§ **INSTRUCTIONS TO FOLLOW**
Read the listing and extract each line that includes the word "tracing".

━━━━━ SOURCE DATA

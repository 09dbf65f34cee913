// Capabilities the core consumes from the OS layer

use std::time::Duration;

use crate::error::MonitorError;
use crate::models::ProcessSample;

/// A per-process entry as enumerated by the source. A process that exited while
/// the table was being read is reported as `Vanished` instead of with made-up fields.
#[derive(Debug, Clone, PartialEq)]
pub enum ProcessRecord {
    Present(ProcessSample),
    Vanished { pid: u32 },
}

/// Raw reading before the sampler stamps and filters it.
#[derive(Debug, Clone, PartialEq)]
pub struct RawSample {
    pub cpu_percent: f64,
    pub memory_used_bytes: u64,
    pub memory_total_bytes: u64,
    pub processes: Vec<ProcessRecord>,
}

/// Reads system-wide and per-process usage. `sample` blocks for `cpu_window`:
/// CPU percentages are the delta between two reads spaced by that window.
pub trait SnapshotSource: Send + Sync + 'static {
    fn sample(&self, cpu_window: Duration) -> Result<RawSample, MonitorError>;
}

/// Sends a single terminate request to a process. Does not wait for exit.
pub trait ProcessControl: Send + Sync + 'static {
    fn terminate(&self, pid: u32) -> Result<(), MonitorError>;
}
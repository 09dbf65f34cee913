// Point-in-time system reading, per-process samples, and history points

use serde::{Deserialize, Serialize};

/// Bytes in one GB as reported on the wire (binary gigabyte).
pub const BYTES_PER_GB: f64 = 1024.0 * 1024.0 * 1024.0;

#[derive(Debug, Clone, PartialEq, Serialize, Deserialize)]
pub struct ProcessSample {
    pub pid: u32,
    pub name: String,
    pub cpu_percent: f64,
    pub memory_percent: f64,
}

/// One tick's reading. Built by the sampler, never mutated afterwards.
#[derive(Debug, Clone, PartialEq, Serialize, Deserialize)]
pub struct Snapshot {
    /// Milliseconds since the Unix epoch.
    pub timestamp: u64,
    pub cpu_percent: f64,
    pub memory_used_bytes: u64,
    pub memory_total_bytes: u64,
    pub processes: Vec<ProcessSample>,
}

impl Snapshot {
    pub fn memory_used_gb(&self) -> f64 {
        self.memory_used_bytes as f64 / BYTES_PER_GB
    }

    pub fn memory_total_gb(&self) -> f64 {
        self.memory_total_bytes as f64 / BYTES_PER_GB
    }

    /// Used/total, or `None` when the total is unknown (zero).
    pub fn memory_ratio(&self) -> Option<f64> {
        if self.memory_total_bytes == 0 {
            None
        } else {
            Some(self.memory_used_bytes as f64 / self.memory_total_bytes as f64)
        }
    }
}

#[derive(Debug, Clone, Copy, PartialEq, Serialize, Deserialize)]
pub struct TimeSeriesPoint {
    pub timestamp: u64,
    pub cpu_percent: f64,
    pub memory_used_gb: f64,
}

impl From<&Snapshot> for TimeSeriesPoint {
    fn from(snapshot: &Snapshot) -> Self {
        Self {
            timestamp: snapshot.timestamp,
            cpu_percent: snapshot.cpu_percent,
            memory_used_gb: snapshot.memory_used_gb(),
        }
    }
}
// On-demand snapshot collection

use std::sync::Arc;
use std::time::Duration;
use tracing::{debug, instrument};

use crate::error::MonitorError;
use crate::models::{ProcessSample, Snapshot};
use crate::source::{ProcessRecord, SnapshotSource};

/// Default CPU measurement window.
pub const DEFAULT_CPU_WINDOW: Duration = Duration::from_secs(1);

/// Turns raw source readings into immutable [`Snapshot`]s.
///
/// Holds no mutable state, so `collect` may be called from many requests at once.
/// Every call blocks a worker thread for one CPU window.
#[derive(Clone)]
pub struct Sampler {
    source: Arc<dyn SnapshotSource>,
    cpu_window: Duration,
}

impl Sampler {
    pub fn new(source: Arc<dyn SnapshotSource>, cpu_window: Duration) -> Self {
        Self { source, cpu_window }
    }

    pub fn cpu_window(&self) -> Duration {
        self.cpu_window
    }

    #[instrument(skip(self), fields(operation = "collect", cpu_window_ms = self.cpu_window.as_millis() as u64))]
    pub async fn collect(&self) -> Result<Snapshot, MonitorError> {
        let source = self.source.clone();
        let window = self.cpu_window;
        let raw = tokio::task::spawn_blocking(move || source.sample(window))
            .await
            .map_err(|e| MonitorError::SourceUnavailable(format!("sampler task join: {e}")))??;

        let mut vanished = 0usize;
        let processes: Vec<ProcessSample> = raw
            .processes
            .into_iter()
            .filter_map(|record| match record {
                ProcessRecord::Present(p) => Some(sanitize(p)),
                ProcessRecord::Vanished { .. } => {
                    vanished += 1;
                    None
                }
            })
            .collect();
        if vanished > 0 {
            debug!(vanished, "dropped processes that exited during enumeration");
        }

        Ok(Snapshot {
            timestamp: now_millis(),
            cpu_percent: finite_or_zero(raw.cpu_percent).clamp(0.0, 100.0),
            memory_used_bytes: raw.memory_used_bytes.min(raw.memory_total_bytes),
            memory_total_bytes: raw.memory_total_bytes,
            processes,
        })
    }
}

fn sanitize(mut p: ProcessSample) -> ProcessSample {
    p.cpu_percent = finite_or_zero(p.cpu_percent).max(0.0);
    p.memory_percent = finite_or_zero(p.memory_percent).max(0.0);
    p
}

fn finite_or_zero(v: f64) -> f64 {
    if v.is_finite() { v } else { 0.0 }
}

/// Milliseconds since the Unix epoch; 0 if the clock is before the epoch.
pub fn now_millis() -> u64 {
    std::time::SystemTime::now()
        .duration_since(std::time::UNIX_EPOCH)
        .map(|d| d.as_millis() as u64)
        .unwrap_or_else(|e| {
            tracing::warn!(
                error = %e,
                operation = "get_timestamp",
                "system time error"
            );
            0
        })
}
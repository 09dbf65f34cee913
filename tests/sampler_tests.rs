// Sampler tests: window passthrough, vanished processes, sanitizing, source failure

mod common;

use common::{FakeSource, UnavailableSource, process};
use hostwatch::error::MonitorError;
use hostwatch::sampler::Sampler;
use hostwatch::source::ProcessRecord;
use std::sync::Arc;
use std::time::Duration;

#[tokio::test]
async fn collect_passes_configured_window_to_source() {
    let source = Arc::new(FakeSource::with_processes(10.0, 1, 2, vec![]));
    let sampler = Sampler::new(source.clone(), Duration::from_millis(250));
    sampler.collect().await.unwrap();
    assert_eq!(*source.windows.lock().unwrap(), vec![Duration::from_millis(250)]);
}

#[tokio::test]
async fn collect_drops_vanished_processes_and_keeps_order() {
    let source = Arc::new(FakeSource::with_processes(
        12.5,
        4,
        8,
        vec![
            ProcessRecord::Present(process(1, "init", 0.5, 0.1)),
            ProcessRecord::Vanished { pid: 2 },
            ProcessRecord::Present(process(3, "worker", 7.0, 2.0)),
        ],
    ));
    let snapshot = Sampler::new(source, Duration::from_millis(1))
        .collect()
        .await
        .unwrap();
    let pids: Vec<u32> = snapshot.processes.iter().map(|p| p.pid).collect();
    assert_eq!(pids, vec![1, 3]);
    assert_eq!(snapshot.cpu_percent, 12.5);
    assert_eq!(snapshot.memory_used_bytes, 4);
    assert_eq!(snapshot.memory_total_bytes, 8);
    assert!(snapshot.timestamp > 0);
}

#[tokio::test]
async fn collect_sanitizes_out_of_range_values() {
    let source = Arc::new(FakeSource::with_processes(
        f64::NAN,
        20,
        10,
        vec![ProcessRecord::Present(process(1, "odd", f64::INFINITY, -3.0))],
    ));
    let snapshot = Sampler::new(source, Duration::from_millis(1))
        .collect()
        .await
        .unwrap();
    assert_eq!(snapshot.cpu_percent, 0.0);
    assert_eq!(snapshot.memory_used_bytes, 10);
    assert_eq!(snapshot.processes[0].cpu_percent, 0.0);
    assert_eq!(snapshot.processes[0].memory_percent, 0.0);
}

#[tokio::test]
async fn collect_clamps_system_cpu_to_hundred() {
    let source = Arc::new(FakeSource::with_processes(140.0, 1, 2, vec![]));
    let snapshot = Sampler::new(source, Duration::from_millis(1))
        .collect()
        .await
        .unwrap();
    assert_eq!(snapshot.cpu_percent, 100.0);
}

#[tokio::test]
async fn collect_surfaces_source_unavailable() {
    let sampler = Sampler::new(Arc::new(UnavailableSource), Duration::from_millis(1));
    let err = sampler.collect().await.unwrap_err();
    assert!(matches!(err, MonitorError::SourceUnavailable(_)));
}

#[tokio::test]
async fn concurrent_collects_each_sample_once() {
    let source = Arc::new(FakeSource::with_processes(1.0, 1, 2, vec![]));
    let sampler = Sampler::new(source.clone(), Duration::from_millis(1));
    let tasks: Vec<_> = (0..8)
        .map(|_| {
            let sampler = sampler.clone();
            tokio::spawn(async move { sampler.collect().await })
        })
        .collect();
    for t in tasks {
        t.await.unwrap().unwrap();
    }
    assert_eq!(source.calls(), 8);
}
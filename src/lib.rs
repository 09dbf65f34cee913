// Library for tests to access modules

pub mod alerts;
pub mod config;
pub mod error;
pub mod history;
pub mod models;
pub mod ranker;
pub mod recorder;
pub mod routes;
pub mod sampler;
pub mod source;
pub mod sysinfo_repo;
pub mod terminate;
pub mod version;
// Domain models: snapshots, history points, alerts, status bodies

mod alert;
mod snapshot;
mod status;
mod wire;

pub use alert::{AlertEvent, AlertKind};
pub use snapshot::{BYTES_PER_GB, ProcessSample, Snapshot, TimeSeriesPoint};
pub use status::{ResponseStatus, StatusMessage, TerminationResult, TerminationStatus};
pub use wire::{MetricsResponse, ProcessEntry};
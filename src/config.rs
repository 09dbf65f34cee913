use serde::Deserialize;
use std::time::Duration;

use crate::alerts::{AlertRules, DEFAULT_CPU_THRESHOLD, DEFAULT_MEMORY_THRESHOLD};
use crate::history::DEFAULT_ALERT_LOG_CAPACITY;
use crate::ranker::DEFAULT_TOP_K;
use crate::sampler::DEFAULT_CPU_WINDOW;

#[derive(Debug, Clone, Default, Deserialize)]
pub struct AppConfig {
    #[serde(default)]
    pub server: ServerConfig,
    #[serde(default)]
    pub sampling: SamplingConfig,
    #[serde(default)]
    pub alerts: AlertsConfig,
    #[serde(default)]
    pub recorder: RecorderConfig,
}

#[derive(Debug, Clone, Deserialize)]
pub struct ServerConfig {
    #[serde(default = "default_port")]
    pub port: u16,
    #[serde(default = "default_host")]
    pub host: String,
}

fn default_port() -> u16 {
    5000
}

fn default_host() -> String {
    "127.0.0.1".into()
}

impl Default for ServerConfig {
    fn default() -> Self {
        Self {
            port: default_port(),
            host: default_host(),
        }
    }
}

#[derive(Debug, Clone, Deserialize)]
pub struct SamplingConfig {
    /// Window over which CPU percent is measured. Every /metrics request blocks this long.
    #[serde(default = "default_cpu_window_ms")]
    pub cpu_window_ms: u64,
    /// Processes listed by /metrics.
    #[serde(default = "default_top_k")]
    pub top_k: usize,
}

fn default_cpu_window_ms() -> u64 {
    DEFAULT_CPU_WINDOW.as_millis() as u64
}

fn default_top_k() -> usize {
    DEFAULT_TOP_K
}

impl Default for SamplingConfig {
    fn default() -> Self {
        Self {
            cpu_window_ms: default_cpu_window_ms(),
            top_k: default_top_k(),
        }
    }
}

impl SamplingConfig {
    pub fn cpu_window(&self) -> Duration {
        Duration::from_millis(self.cpu_window_ms)
    }
}

#[derive(Debug, Clone, Deserialize)]
pub struct AlertsConfig {
    /// Percent above which a CPU alert fires.
    #[serde(default = "default_cpu_threshold")]
    pub cpu_threshold: f64,
    /// Used/total fraction above which a memory alert fires.
    #[serde(default = "default_memory_threshold")]
    pub memory_threshold: f64,
    #[serde(default = "default_log_capacity")]
    pub log_capacity: usize,
}

fn default_cpu_threshold() -> f64 {
    DEFAULT_CPU_THRESHOLD
}

fn default_memory_threshold() -> f64 {
    DEFAULT_MEMORY_THRESHOLD
}

fn default_log_capacity() -> usize {
    DEFAULT_ALERT_LOG_CAPACITY
}

impl Default for AlertsConfig {
    fn default() -> Self {
        Self {
            cpu_threshold: default_cpu_threshold(),
            memory_threshold: default_memory_threshold(),
            log_capacity: default_log_capacity(),
        }
    }
}

impl AlertsConfig {
    pub fn rules(&self) -> AlertRules {
        AlertRules {
            cpu_threshold: self.cpu_threshold,
            memory_threshold: self.memory_threshold,
        }
    }
}

#[derive(Debug, Clone, Deserialize)]
pub struct RecorderConfig {
    /// When false, nothing fills /history or /alerts.
    #[serde(default = "default_recorder_enabled")]
    pub enabled: bool,
    #[serde(default = "default_recorder_interval_ms")]
    pub interval_ms: u64,
}

fn default_recorder_enabled() -> bool {
    true
}

fn default_recorder_interval_ms() -> u64 {
    2000
}

impl Default for RecorderConfig {
    fn default() -> Self {
        Self {
            enabled: default_recorder_enabled(),
            interval_ms: default_recorder_interval_ms(),
        }
    }
}

impl AppConfig {
    /// Reads `$CONFIG_FILE` if set, else `config.toml` if present, else defaults.
    pub fn load() -> anyhow::Result<Self> {
        let path = match std::env::var("CONFIG_FILE") {
            Ok(p) => p,
            Err(_) if std::path::Path::new("config.toml").exists() => "config.toml".into(),
            Err(_) => {
                tracing::info!("no config file; using defaults");
                let config = Self::default();
                config.validate()?;
                return Ok(config);
            }
        };
        let s = std::fs::read_to_string(&path)
            .map_err(|e| anyhow::anyhow!("reading config {}: {}", path, e))?;
        Self::load_from_str(&s)
    }

    /// Parse and validate config from a string (e.g. for tests).
    pub fn load_from_str(s: &str) -> anyhow::Result<Self> {
        let config: AppConfig = toml::from_str(s)?;
        config.validate()?;
        Ok(config)
    }

    fn validate(&self) -> anyhow::Result<()> {
        anyhow::ensure!(
            self.server.port > 0,
            "server.port must be between 1 and 65535, got {}",
            self.server.port
        );
        anyhow::ensure!(!self.server.host.is_empty(), "server.host must be non-empty");
        anyhow::ensure!(
            self.sampling.cpu_window_ms > 0,
            "sampling.cpu_window_ms must be > 0, got {}",
            self.sampling.cpu_window_ms
        );
        anyhow::ensure!(
            self.sampling.top_k > 0,
            "sampling.top_k must be > 0, got {}",
            self.sampling.top_k
        );
        anyhow::ensure!(
            (0.0..=100.0).contains(&self.alerts.cpu_threshold),
            "alerts.cpu_threshold must be within 0..=100, got {}",
            self.alerts.cpu_threshold
        );
        anyhow::ensure!(
            self.alerts.memory_threshold > 0.0 && self.alerts.memory_threshold <= 1.0,
            "alerts.memory_threshold must be within (0, 1], got {}",
            self.alerts.memory_threshold
        );
        anyhow::ensure!(
            self.alerts.log_capacity > 0,
            "alerts.log_capacity must be > 0, got {}",
            self.alerts.log_capacity
        );
        anyhow::ensure!(
            self.recorder.interval_ms > 0,
            "recorder.interval_ms must be > 0, got {}",
            self.recorder.interval_ms
        );
        Ok(())
    }
}
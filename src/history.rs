// In-memory bounded history: CPU/memory time series and the recent-alert log.
// Both live for the process lifetime only and start empty.

use std::collections::VecDeque;
use std::sync::{Mutex, MutexGuard, PoisonError};

use crate::models::{AlertEvent, TimeSeriesPoint};

/// Points kept for the CPU/memory charts.
pub const HISTORY_CAPACITY: usize = 20;

/// Alerts kept for display.
pub const DEFAULT_ALERT_LOG_CAPACITY: usize = 5;

/// Fixed-capacity FIFO. Pushing onto a full buffer drops the oldest entry first.
/// One mutex serializes writers with each other and with readers; reads return a copy.
#[derive(Debug)]
pub struct RollingBuffer<T> {
    items: Mutex<VecDeque<T>>,
    capacity: usize,
}

impl<T: Clone> RollingBuffer<T> {
    /// `capacity` of 0 is treated as 1.
    pub fn new(capacity: usize) -> Self {
        let capacity = capacity.max(1);
        Self {
            items: Mutex::new(VecDeque::with_capacity(capacity)),
            capacity,
        }
    }

    // A panic mid-push cannot leave the deque half-written, so poisoning is ignored.
    fn lock(&self) -> MutexGuard<'_, VecDeque<T>> {
        self.items.lock().unwrap_or_else(PoisonError::into_inner)
    }

    pub fn push(&self, item: T) {
        let mut items = self.lock();
        if items.len() == self.capacity {
            items.pop_front();
        }
        items.push_back(item);
    }

    /// Oldest first.
    pub fn to_vec(&self) -> Vec<T> {
        self.lock().iter().cloned().collect()
    }

    pub fn len(&self) -> usize {
        self.lock().len()
    }

    pub fn is_empty(&self) -> bool {
        self.lock().is_empty()
    }

    pub fn capacity(&self) -> usize {
        self.capacity
    }
}

/// Rolling CPU/memory series feeding the charts. Capacity is fixed at [`HISTORY_CAPACITY`].
#[derive(Debug)]
pub struct TimeSeriesStore {
    points: RollingBuffer<TimeSeriesPoint>,
}

impl Default for TimeSeriesStore {
    fn default() -> Self {
        Self::new()
    }
}

impl TimeSeriesStore {
    pub fn new() -> Self {
        Self {
            points: RollingBuffer::new(HISTORY_CAPACITY),
        }
    }

    pub fn append(&self, point: TimeSeriesPoint) {
        self.points.push(point);
    }

    /// Arrival order, oldest first.
    pub fn snapshot_all(&self) -> Vec<TimeSeriesPoint> {
        self.points.to_vec()
    }

    pub fn len(&self) -> usize {
        self.points.len()
    }

    pub fn is_empty(&self) -> bool {
        self.points.is_empty()
    }
}

/// Most recent alerts, consumer side of the evaluator.
#[derive(Debug)]
pub struct AlertLog {
    events: RollingBuffer<AlertEvent>,
}

impl Default for AlertLog {
    fn default() -> Self {
        Self::new(DEFAULT_ALERT_LOG_CAPACITY)
    }
}

impl AlertLog {
    pub fn new(capacity: usize) -> Self {
        Self {
            events: RollingBuffer::new(capacity),
        }
    }

    pub fn record(&self, event: AlertEvent) {
        self.events.push(event);
    }

    /// Newest first.
    pub fn recent(&self) -> Vec<AlertEvent> {
        let mut events = self.events.to_vec();
        events.reverse();
        events
    }

    pub fn len(&self) -> usize {
        self.events.len()
    }

    pub fn is_empty(&self) -> bool {
        self.events.is_empty()
    }
}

━━━━━━━━━━

§ **ANSWER FOR THE TASK**
use tracing::{debug, instrument};
            tracing::warn!(
                tracing::info!("no config file; using defaults");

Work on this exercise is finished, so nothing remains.